San Antonio plays Phoenix and Denver back-to-back starting tomorrow. so who should we root for? If Spurs lose these 2 then we'll likely take over the conference lead, but at the same time it'll keep Phoenix and Denver close by. I suppose if we have confidence in our boys to keep winning then we should root for San Antonio to lose.


----------



## hroz

Im rooting for the Spurs to lose. Also I want the Suns to make the 8 and face the Lakers in the first round. 
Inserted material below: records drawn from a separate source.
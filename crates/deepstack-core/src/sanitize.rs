//! Key/value sanitization
//!
//! Turns a raw [`KeyValues`] sequence into a key-unique map. Malformed input
//! is repaired, never rejected: every problem is reported as a [`Misuse`] and
//! the offending pair is dropped.

use crate::{KeyValues, Value};
use std::collections::HashMap;

pub const ODD_PAIR_COUNT: &str = "odd number of key-value pairs in log message";
pub const INVALID_KEY_TYPE: &str = "invalid key type in log message, must always be string";
pub const INVALID_KEY: &str =
    "invalid key in log message, must be non-empty and contain no whitespace";
pub const INVALID_ERROR_TYPE: &str = "invalid error type in log message, must be a rich error";

/// Incorrect use of the logging API by its caller.
///
/// Each variant renders as a fixed message plus exactly one diagnostic field.
#[derive(Debug, Clone, PartialEq)]
pub enum Misuse {
    /// The sequence had an odd length; `count` is that length
    OddPairCount { count: usize },
    /// A key was not a string
    InvalidKeyType { actual_type: &'static str },
    /// A string key was empty or contained whitespace
    InvalidKey { key: String },
    /// A rich error was expected but something else was supplied
    InvalidErrorType { actual_type: &'static str },
}

impl Misuse {
    pub fn message(&self) -> &'static str {
        match self {
            Self::OddPairCount { .. } => ODD_PAIR_COUNT,
            Self::InvalidKeyType { .. } => INVALID_KEY_TYPE,
            Self::InvalidKey { .. } => INVALID_KEY,
            Self::InvalidErrorType { .. } => INVALID_ERROR_TYPE,
        }
    }

    /// The diagnostic field attached to the warning record
    pub fn field(&self) -> (String, Value) {
        match self {
            Self::OddPairCount { count } => ("count".to_string(), Value::from(*count)),
            Self::InvalidKeyType { actual_type } | Self::InvalidErrorType { actual_type } => {
                ("actual_type".to_string(), Value::from(*actual_type))
            }
            Self::InvalidKey { key } => ("key".to_string(), Value::from(key.as_str())),
        }
    }
}

/// Whether `key` may be used as a context or attribute key
pub fn is_valid_key(key: &str) -> bool {
    !key.is_empty() && !key.chars().any(char::is_whitespace)
}

/// Sanitize `kv` into a map, reporting each problem through `report`.
///
/// Later duplicates overwrite earlier ones without a warning.
pub fn sanitize(kv: KeyValues, mut report: impl FnMut(Misuse)) -> HashMap<String, Value> {
    let items = kv.into_vec();
    if items.len() % 2 != 0 {
        report(Misuse::OddPairCount { count: items.len() });
    }

    let mut fields = HashMap::with_capacity(items.len() / 2);
    let mut iter = items.into_iter();
    while let (Some(key), Some(value)) = (iter.next(), iter.next()) {
        let key = match key {
            Value::Str(key) => key,
            other => {
                report(Misuse::InvalidKeyType {
                    actual_type: other.type_name(),
                });
                continue;
            }
        };
        if !is_valid_key(&key) {
            report(Misuse::InvalidKey { key });
            continue;
        }
        fields.insert(key, value);
    }
    fields
}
I think we should get 8 more games atleast which should get us into the playoffs.


----------



## Cornholio

**** the Spurs!! I always root for them to lose


----------



## lingi1206

Cornholio said:


> **** the Spurs!! I always root for them to lose


here here brother:cheers:


----------



## Yao Mania

Well well, Lakers and Spurs both lose, so we're just 1 game behind for the division lead and 1.5 for the conference lead!


----------



## hroz

LOL cant believe the Lakers lost  
Kings showed what your meant to do against your hated rivals. (Pay attention Clippers)
Now Lakers have Raptors & Hornets in their next two games  Oh happy time 

Spurs loss was just as surprising I thought the Suns were done maybe they are starting to gel. Anyways Nuggets Hornets Pistons to come for them. Note: Nuggets trying to stay in the race for the 8, plus beat the Spurs last time round. They need it more than the Spurs. 

If we win the next 3 games at the worst we will be tied for 1st. Thats my predicition.


----------



## Yao Mania

hroz said:


> LOL cant believe the Lakers lost
> Kings showed what your meant to do against your hated rivals. (Pay attention Clippers)
> Now Lakers have Raptors & Hornets in their next two games  Oh happy time
> 
> Spurs loss was just as surprising I thought the Suns were done maybe they are starting to gel. Anyways Nuggets Hornets Pistons to come for them. Note: Nuggets trying to stay in the race for the 8, plus beat the Spurs last time round. They need it more than the Spurs.
> 
> If we win the next 3 games at the worst we will be tied for 1st. Thats my predicition.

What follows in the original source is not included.